Explainable Artificial Intelligence for Multi-Modal Margin Assessments in Oncological Surgery

Abstract

Introduction. Ultrasound (US) and diffuse reflectance spectroscopy (DRS) hold significant potential to enhance intra-operative decision-making by providing real-time feedback on surgical resection margins. This is particularly valuable for cancers with complex presentations, such as soft tissue sarcoma (STS), where reducing incomplete (R1) resections can improve patient outcomes.
Aim. This thesis aims to develop resection margin assessment models that leverage US and DRS for automated tumor margin (TM) predictions in ex vivo STS specimens.
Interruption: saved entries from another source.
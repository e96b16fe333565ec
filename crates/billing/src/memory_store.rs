//! In-memory billing store (for testing and local development)
//!
//! Enforces the same uniqueness rules as the Postgres schema and exposes a
//! few fault switches so callers can exercise failure paths.

use std::collections::HashSet;

use async_trait::async_trait;
use parking_lot::RwLock;
use rust_decimal::Decimal;
use time::OffsetDateTime;
use tirta_shared::{
    Customer, GenerationRun, Invoice, InvoiceKind, InvoiceStatus, PenaltyPolicy,
    SubscriptionType, Tenant, TenantStatus, UsagePeriod, UsageRecord,
};
use uuid::Uuid;

use crate::error::{BillingError, BillingResult};
use crate::store::BillingStore;

#[derive(Default)]
struct State {
    tenants: Vec<Tenant>,
    policies: Vec<(Uuid, PenaltyPolicy)>,
    customers: Vec<Customer>,
    subscription_types: Vec<SubscriptionType>,
    usages: Vec<UsageRecord>,
    invoices: Vec<Invoice>,
    runs: Vec<GenerationRun>,
}

#[derive(Default)]
struct Faults {
    number_lookups: bool,
    tenant_listing: bool,
    customer_lookups: HashSet<Uuid>,
    invoice_inserts: HashSet<Uuid>,
    overdue_updates: HashSet<Uuid>,
}

#[derive(Default)]
pub struct InMemoryBillingStore {
    state: RwLock<State>,
    faults: RwLock<Faults>,
}

impl InMemoryBillingStore {
    pub fn new() -> Self {
        Self::default()
    }

    pub fn insert_tenant(&self, tenant: Tenant) {
        self.state.write().tenants.push(tenant);
    }

    pub fn set_penalty_policy(&self, tenant_id: Uuid, policy: PenaltyPolicy) {
        let mut state = self.state.write();
        state.policies.retain(|(id, _)| *id != tenant_id);
        state.policies.push((tenant_id, policy));
    }

    pub fn insert_customer(&self, customer: Customer) {
        self.state.write().customers.push(customer);
    }

    pub fn insert_subscription_type(&self, subscription_type: SubscriptionType) {
        self.state.write().subscription_types.push(subscription_type);
    }

    pub fn insert_usage(&self, usage: UsageRecord) {
        self.state.write().usages.push(usage);
    }

    /// Insert an invoice directly, bypassing uniqueness checks
    pub fn insert_invoice(&self, invoice: Invoice) {
        self.state.write().invoices.push(invoice);
    }

    /// Insert a paid registration invoice that only occupies `invoice_number`
    pub fn seed_invoice_number(&self, tenant_id: Uuid, invoice_number: &str) {
        let now = OffsetDateTime::now_utc();
        self.insert_invoice(Invoice {
            id: Uuid::new_v4(),
            invoice_number: invoice_number.to_string(),
            tenant_id,
            customer_id: Uuid::new_v4(),
            usage_month: UsagePeriod::from_date(now.date()),
            usage_m3: Decimal::ZERO,
            price_per_m3: Decimal::ZERO,
            base_fee: Decimal::ZERO,
            usage_charge: Decimal::ZERO,
            penalty_amount: Decimal::ZERO,
            subtotal: Decimal::ZERO,
            total_amount: Decimal::ZERO,
            total_paid: Decimal::ZERO,
            payment_status: InvoiceStatus::Paid,
            is_paid: true,
            due_date: None,
            paid_date: Some(now),
            kind: InvoiceKind::Registration,
            notes: String::new(),
            created_at: now,
        });
    }

    pub fn invoices(&self, tenant_id: Uuid) -> Vec<Invoice> {
        self.state
            .read()
            .invoices
            .iter()
            .filter(|i| i.tenant_id == tenant_id)
            .cloned()
            .collect()
    }

    pub fn invoice_by_number(&self, tenant_id: Uuid, invoice_number: &str) -> Option<Invoice> {
        self.state
            .read()
            .invoices
            .iter()
            .find(|i| i.tenant_id == tenant_id && i.invoice_number == invoice_number)
            .cloned()
    }

    pub fn fail_number_lookups(&self, fail: bool) {
        self.faults.write().number_lookups = fail;
    }

    pub fn fail_tenant_listing(&self, fail: bool) {
        self.faults.write().tenant_listing = fail;
    }

    pub fn fail_customer_lookups_for(&self, customer_id: Uuid) {
        self.faults.write().customer_lookups.insert(customer_id);
    }

    pub fn fail_invoice_inserts_for(&self, customer_id: Uuid) {
        self.faults.write().invoice_inserts.insert(customer_id);
    }

    pub fn fail_overdue_updates_for(&self, tenant_id: Uuid) {
        self.faults.write().overdue_updates.insert(tenant_id);
    }
}

fn sequence_key(invoice_number: &str) -> (usize, &str) {
    (invoice_number.len(), invoice_number)
}

#[async_trait]
impl BillingStore for InMemoryBillingStore {
    async fn highest_invoice_number(
        &self,
        tenant_id: Uuid,
        prefix: &str,
    ) -> BillingResult<Option<String>> {
        if self.faults.read().number_lookups {
            return Err(BillingError::Database("invoice number lookup failed".to_string()));
        }

        Ok(self
            .state
            .read()
            .invoices
            .iter()
            .filter(|i| i.tenant_id == tenant_id && i.invoice_number.starts_with(prefix))
            .map(|i| i.invoice_number.as_str())
            .max_by(|a, b| sequence_key(a).cmp(&sequence_key(b)))
            .map(str::to_string))
    }

    async fn invoice_exists(
        &self,
        tenant_id: Uuid,
        customer_id: Uuid,
        period: UsagePeriod,
        kind: InvoiceKind,
    ) -> BillingResult<bool> {
        Ok(self.state.read().invoices.iter().any(|i| {
            i.tenant_id == tenant_id
                && i.customer_id == customer_id
                && i.usage_month == period
                && i.kind == kind
        }))
    }

    async fn find_customer(
        &self,
        tenant_id: Uuid,
        customer_id: Uuid,
    ) -> BillingResult<Option<Customer>> {
        if self.faults.read().customer_lookups.contains(&customer_id) {
            return Err(BillingError::Database("customer lookup failed".to_string()));
        }

        Ok(self
            .state
            .read()
            .customers
            .iter()
            .find(|c| c.id == customer_id && c.tenant_id == tenant_id)
            .cloned())
    }

    async fn find_subscription_type(
        &self,
        tenant_id: Uuid,
        subscription_id: Uuid,
    ) -> BillingResult<Option<SubscriptionType>> {
        Ok(self
            .state
            .read()
            .subscription_types
            .iter()
            .find(|s| s.id == subscription_id && s.tenant_id == tenant_id)
            .cloned())
    }

    async fn usage_records(
        &self,
        tenant_id: Uuid,
        period: UsagePeriod,
        customer_ids: &[Uuid],
    ) -> BillingResult<Vec<UsageRecord>> {
        Ok(self
            .state
            .read()
            .usages
            .iter()
            .filter(|u| u.tenant_id == tenant_id && u.usage_month == period)
            .filter(|u| customer_ids.is_empty() || customer_ids.contains(&u.customer_id))
            .cloned()
            .collect())
    }

    async fn unpaid_invoices_due_before(
        &self,
        tenant_id: Uuid,
        customer_id: Uuid,
        cutoff: OffsetDateTime,
    ) -> BillingResult<Vec<Invoice>> {
        Ok(self
            .state
            .read()
            .invoices
            .iter()
            .filter(|i| i.tenant_id == tenant_id && i.customer_id == customer_id)
            .filter(|i| !i.payment_status.is_paid())
            .filter(|i| i.due_date.is_some_and(|due| due < cutoff))
            .cloned()
            .collect())
    }

    async fn penalty_policy(&self, tenant_id: Uuid) -> BillingResult<Option<PenaltyPolicy>> {
        Ok(self
            .state
            .read()
            .policies
            .iter()
            .find(|(id, _)| *id == tenant_id)
            .map(|(_, policy)| policy.clone()))
    }

    async fn create_invoice(&self, invoice: &Invoice) -> BillingResult<()> {
        if self.faults.read().invoice_inserts.contains(&invoice.customer_id) {
            return Err(BillingError::Database(format!(
                "insert rejected for customer {}",
                invoice.customer_id
            )));
        }

        let mut state = self.state.write();

        let duplicate_number = state.invoices.iter().any(|i| {
            i.tenant_id == invoice.tenant_id && i.invoice_number == invoice.invoice_number
        });
        if duplicate_number {
            return Err(BillingError::AlreadyExists(format!(
                "invoice number {}",
                invoice.invoice_number
            )));
        }

        let duplicate_period = invoice.kind == InvoiceKind::Monthly
            && state.invoices.iter().any(|i| {
                i.kind == InvoiceKind::Monthly
                    && i.tenant_id == invoice.tenant_id
                    && i.customer_id == invoice.customer_id
                    && i.usage_month == invoice.usage_month
            });
        if duplicate_period {
            return Err(BillingError::AlreadyExists(format!(
                "monthly invoice for customer {} in {}",
                invoice.customer_id, invoice.usage_month
            )));
        }

        state.invoices.push(invoice.clone());
        Ok(())
    }

    async fn mark_overdue(&self, tenant_id: Uuid, now: OffsetDateTime) -> BillingResult<u64> {
        if self.faults.read().overdue_updates.contains(&tenant_id) {
            return Err(BillingError::Database(format!(
                "overdue update failed for tenant {}",
                tenant_id
            )));
        }

        let mut updated = 0;
        for invoice in self
            .state
            .write()
            .invoices
            .iter_mut()
            .filter(|i| i.tenant_id == tenant_id && i.is_overdue_at(now))
        {
            invoice.payment_status = InvoiceStatus::Overdue;
            updated += 1;
        }
        Ok(updated)
    }

    async fn record_generation_run(&self, run: &GenerationRun) -> BillingResult<()> {
        self.state.write().runs.push(run.clone());
        Ok(())
    }

    async fn generation_runs(
        &self,
        tenant_id: Uuid,
        limit: i64,
    ) -> BillingResult<Vec<GenerationRun>> {
        let limit = usize::try_from(limit).unwrap_or(0);
        Ok(self
            .state
            .read()
            .runs
            .iter()
            .rev()
            .filter(|r| r.tenant_id == tenant_id)
            .take(limit)
            .cloned()
            .collect())
    }

    async fn tenants_by_status(&self, status: TenantStatus) -> BillingResult<Vec<Tenant>> {
        if self.faults.read().tenant_listing {
            return Err(BillingError::Database("tenant listing failed".to_string()));
        }

        Ok(self
            .state
            .read()
            .tenants
            .iter()
            .filter(|t| t.status == status)
            .cloned()
            .collect())
    }
}
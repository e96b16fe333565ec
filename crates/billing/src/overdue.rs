//! Daily overdue pass
//!
//! Flags every `UNPAID` invoice of a tenant whose due date has passed as
//! `OVERDUE` in one bulk update. `PARTIAL` invoices are left alone.

use std::sync::Arc;

use time::OffsetDateTime;
use uuid::Uuid;

use crate::error::BillingResult;
use crate::store::BillingStore;

#[derive(Clone)]
pub struct OverdueStatusUpdater {
    store: Arc<dyn BillingStore>,
}

impl OverdueStatusUpdater {
    pub fn new(store: Arc<dyn BillingStore>) -> Self {
        Self { store }
    }

    /// Mark the tenant's past-due unpaid invoices overdue
    /// Returns the number of invoices that changed; repeated calls return 0.
    pub async fn update_overdue_invoices(&self, tenant_id: Uuid) -> BillingResult<u64> {
        self.update_overdue_invoices_at(tenant_id, OffsetDateTime::now_utc())
            .await
    }

    pub async fn update_overdue_invoices_at(
        &self,
        tenant_id: Uuid,
        now: OffsetDateTime,
    ) -> BillingResult<u64> {
        let updated = self.store.mark_overdue(tenant_id, now).await?;

        if updated > 0 {
            tracing::info!(
                tenant_id = %tenant_id,
                updated = updated,
                "Marked invoices as overdue"
            );
        }

        Ok(updated)
    }
}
Method. A high-quality multi-modal dataset of STS was acquired with a hybrid US-DRS probe. Three artificial intelligence (AI) models were developed: a segmentation model to delineate STS in US images, a classification model to differentiate tissue types in STS using DRS spectra, and a multi-modal regression model combining US and DRS data for TM predictions. The potential added value of Explainable AI (XAI) was explored through a qualitative survey with oncological surgeons.
Results. The dataset included 302 measurement locations from 49 patients, encompassing 17 STS subtypes. The US segmentation model achieved a mean TM prediction accuracy of 0.72 mm and a mean Dice score of 0.97 on an unseen test set. The DRS classifier, leveraging data from six different sampling depths, achieved a tumor detection sensitivity of 0.93 and specificity of 0.86. The multi-modal model, integrating outputs from the segmentation and classification models, demonstrated a mean TM prediction accuracy of 0.57 mm. The survey revealed key requirements for a clinically valuable user interface and showed that XAI integration enhanced model transparency and user trust.
Conclusion. This thesis developed segmentation and classification models for intra-operative resection margin assessments in STS specimens, achieving strong performances compared to existing research. Additionally, a novel multi-modal approach combining US and DRS significantly enhanced the accuracy of TM predictions, highlighting its potential to reduce R1 resections and improve surgical outcomes. Collaboration with clinical end-users ensured the clinical relevance and usability of the proposed model interface, paving the way for integration into surgical practice and advancing oncological care.